(The task) From the first line of the data below through the line holding "use clint::Clint;", write out each line exactly as it stands.

(Given records)
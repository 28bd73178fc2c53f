//! Physical address space: RAM plus a fixed set of memory-mapped devices.

pub mod clint;
pub mod fdt;
pub mod plic;
pub mod uart;
pub mod virtio;

use tracing::debug;

use crate::csr::{CsrFile, irq};
use crate::mem::{MemError, Memory, Width};
use clint::Clint;
use plic::{Plic, UART_IRQ, VIRTIO_IRQ};
use uart::Uart;
use virtio::VirtioBlock;

pub const DTB_BASE: u64 = 0x0000_1020;
pub const DTB_SIZE: u64 = 0xfe0;
pub const CLINT_BASE: u64 = 0x0200_0000;
pub const CLINT_SIZE: u64 = 0x1_0000;
pub const PLIC_BASE: u64 = 0x0c00_0000;
pub const PLIC_SIZE: u64 = 0x400_0000;
pub const UART_BASE: u64 = 0x1000_0000;
pub const UART_SIZE: u64 = 0x100;
pub const VIRTIO_BASE: u64 = 0x1000_1000;
pub const VIRTIO_SIZE: u64 = 0x1000;

/// PLIC context wired to MEIP / SEIP.
const PLIC_CONTEXT_M: usize = 0;
const PLIC_CONTEXT_S: usize = 1;

#[derive(Debug, Clone, Copy, PartialEq, Eq)]
pub enum DeviceKind {
    Dtb,
    Clint,
    Plic,
    Uart,
    Virtio,
}

impl DeviceKind {
    pub const ALL: [DeviceKind; 5] = [
        DeviceKind::Dtb,
        DeviceKind::Clint,
        DeviceKind::Plic,
        DeviceKind::Uart,
        DeviceKind::Virtio,
    ];

    /// `(base, size)` of the device's physical window.
    pub const fn window(self) -> (u64, u64) {
        match self {
            DeviceKind::Dtb => (DTB_BASE, DTB_SIZE),
            DeviceKind::Clint => (CLINT_BASE, CLINT_SIZE),
            DeviceKind::Plic => (PLIC_BASE, PLIC_SIZE),
            DeviceKind::Uart => (UART_BASE, UART_SIZE),
            DeviceKind::Virtio => (VIRTIO_BASE, VIRTIO_SIZE),
        }
    }

    /// Device whose window contains `addr`, with the offset into it.
    pub fn find(addr: u64) -> Option<(DeviceKind, u64)> {
        Self::ALL.into_iter().find_map(|kind| {
            let (base, size) = kind.window();
            let offset = addr.checked_sub(base)?;
            (offset < size).then_some((kind, offset))
        })
    }
}

fn width_mask(width: Width) -> u64 {
    match width {
        Width::D => u64::MAX,
        w => (1u64 << (w.bytes() * 8)) - 1,
    }
}

/// Extracts `width` bytes at byte `offset` of a little-endian register.
pub(crate) fn read_field(reg: u64, offset: u64, width: Width) -> u64 {
    if offset >= 8 {
        return 0;
    }
    (reg >> (offset * 8)) & width_mask(width)
}

/// Replaces `width` bytes at byte `offset` of a little-endian register.
pub(crate) fn write_field(reg: u64, offset: u64, width: Width, value: u64) -> u64 {
    if offset >= 8 {
        return reg;
    }
    let shift = offset * 8;
    let mask = width_mask(width) << shift;
    (reg & !mask) | ((value << shift) & mask)
}

/// RAM and devices as seen from physical addresses. Every failure is reported
/// as [`MemError::Oob`]; callers turn it into an access fault of the right
/// kind.
pub struct Bus {
    pub ram: Memory,
    dtb: Vec<u8>,
    pub clint: Clint,
    pub plic: Plic,
    pub uart: Uart,
    pub virtio: VirtioBlock,
}

impl Bus {
    pub fn new(ram_bytes: usize) -> Self {
        Self {
            ram: Memory::new(ram_bytes),
            dtb: Vec::new(),
            clint: Clint::new(),
            plic: Plic::new(),
            uart: Uart::new(),
            virtio: VirtioBlock::default(),
        }
    }

    /// Installs the hardware description blob. Callers check it fits.
    pub fn set_dtb(&mut self, blob: Vec<u8>) {
        debug!(bytes = blob.len(), "dtb installed");
        self.dtb = blob;
    }

    pub fn dtb(&self) -> &[u8] {
        &self.dtb
    }

    /// Resolves `[addr, addr + width)` to a single device window.
    fn device(addr: u64, width: Width) -> Result<(DeviceKind, u64), MemError> {
        let (kind, offset) = DeviceKind::find(addr).ok_or(MemError::Oob(addr))?;
        let (_, size) = kind.window();
        if offset + width.bytes() > size {
            return Err(MemError::Oob(addr));
        }
        Ok((kind, offset))
    }

    fn dtb_read(&self, offset: u64, width: Width) -> u64 {
        (0..width.bytes()).rev().fold(0, |acc, i| {
            let byte = self.dtb.get((offset + i) as usize).copied().unwrap_or(0);
            (acc << 8) | byte as u64
        })
    }

    pub fn load(&mut self, addr: u64, width: Width) -> Result<u64, MemError> {
        if self.ram.contains(addr, width.bytes()) {
            return self.ram.load(addr, width);
        }
        let (kind, offset) = Self::device(addr, width)?;
        Ok(match kind {
            DeviceKind::Dtb => self.dtb_read(offset, width),
            DeviceKind::Clint => self.clint.load(offset, width),
            DeviceKind::Plic => self.plic.load(offset, width),
            DeviceKind::Uart => self.uart.load(offset) as u64,
            DeviceKind::Virtio => self.virtio.load(offset, width),
        })
    }

    /// Like [`Bus::load`] but never changes device state (no UART dequeue, no
    /// PLIC claim).
    pub fn peek(&self, addr: u64, width: Width) -> Result<u64, MemError> {
        if self.ram.contains(addr, width.bytes()) {
            return self.ram.load(addr, width);
        }
        let (kind, offset) = Self::device(addr, width)?;
        Ok(match kind {
            DeviceKind::Dtb => self.dtb_read(offset, width),
            DeviceKind::Clint => self.clint.load(offset, width),
            DeviceKind::Plic => self.plic.peek(offset, width),
            DeviceKind::Uart => self.uart.peek(offset) as u64,
            DeviceKind::Virtio => self.virtio.load(offset, width),
        })
    }

    /// True when a store of `width` bytes at `addr` would land somewhere.
    pub fn accepts_store(&self, addr: u64, width: Width) -> bool {
        if self.ram.contains(addr, width.bytes()) {
            return true;
        }
        matches!(Self::device(addr, width), Ok((kind, _)) if kind != DeviceKind::Dtb)
    }

    pub fn store(&mut self, addr: u64, width: Width, value: u64) -> Result<(), MemError> {
        if self.ram.contains(addr, width.bytes()) {
            return self.ram.store(addr, width, value);
        }
        let (kind, offset) = Self::device(addr, width)?;
        match kind {
            DeviceKind::Dtb => return Err(MemError::Oob(addr)),
            DeviceKind::Clint => self.clint.store(offset, width, value),
            DeviceKind::Plic => self.plic.store(offset, width, value),
            DeviceKind::Uart => self.uart.store(offset, value as u8),
            DeviceKind::Virtio => self.virtio.store(offset, width, value),
        }
        Ok(())
    }

    /// Advances device time by one step and mirrors interrupt lines into `mip`.
    pub fn tick(&mut self, csrs: &mut CsrFile) {
        self.clint.tick();
        csrs.time = self.clint.mtime();
        csrs.set_pending(irq::MTIP, self.clint.timer_pending());
        csrs.set_pending(irq::MSIP, self.clint.software_pending());

        self.virtio.tick(&mut self.ram);

        let mut lines = 0;
        if self.uart.interrupting() {
            lines |= 1 << UART_IRQ;
        }
        if self.virtio.interrupting() {
            lines |= 1 << VIRTIO_IRQ;
        }
        self.plic.update(lines);
        csrs.set_pending(irq::MEIP, self.plic.context_pending(PLIC_CONTEXT_M));
        csrs.set_pending(irq::SEIP, self.plic.context_pending(PLIC_CONTEXT_S));
    }

    pub fn put_input(&mut self, byte: u8) {
        self.uart.push_input(byte);
    }

    pub fn get_output(&mut self) -> u8 {
        self.uart.take_output()
    }
}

(Exercise response)
repository 28bd73178fc2c53f
//! Physical address space: RAM plus a fixed set of memory-mapped devices.

pub mod clint;
pub mod fdt;
pub mod plic;
pub mod uart;
pub mod virtio;

use tracing::debug;

use crate::csr::{CsrFile, irq};
use crate::mem::{MemError, Memory, Width};
use clint::Clint;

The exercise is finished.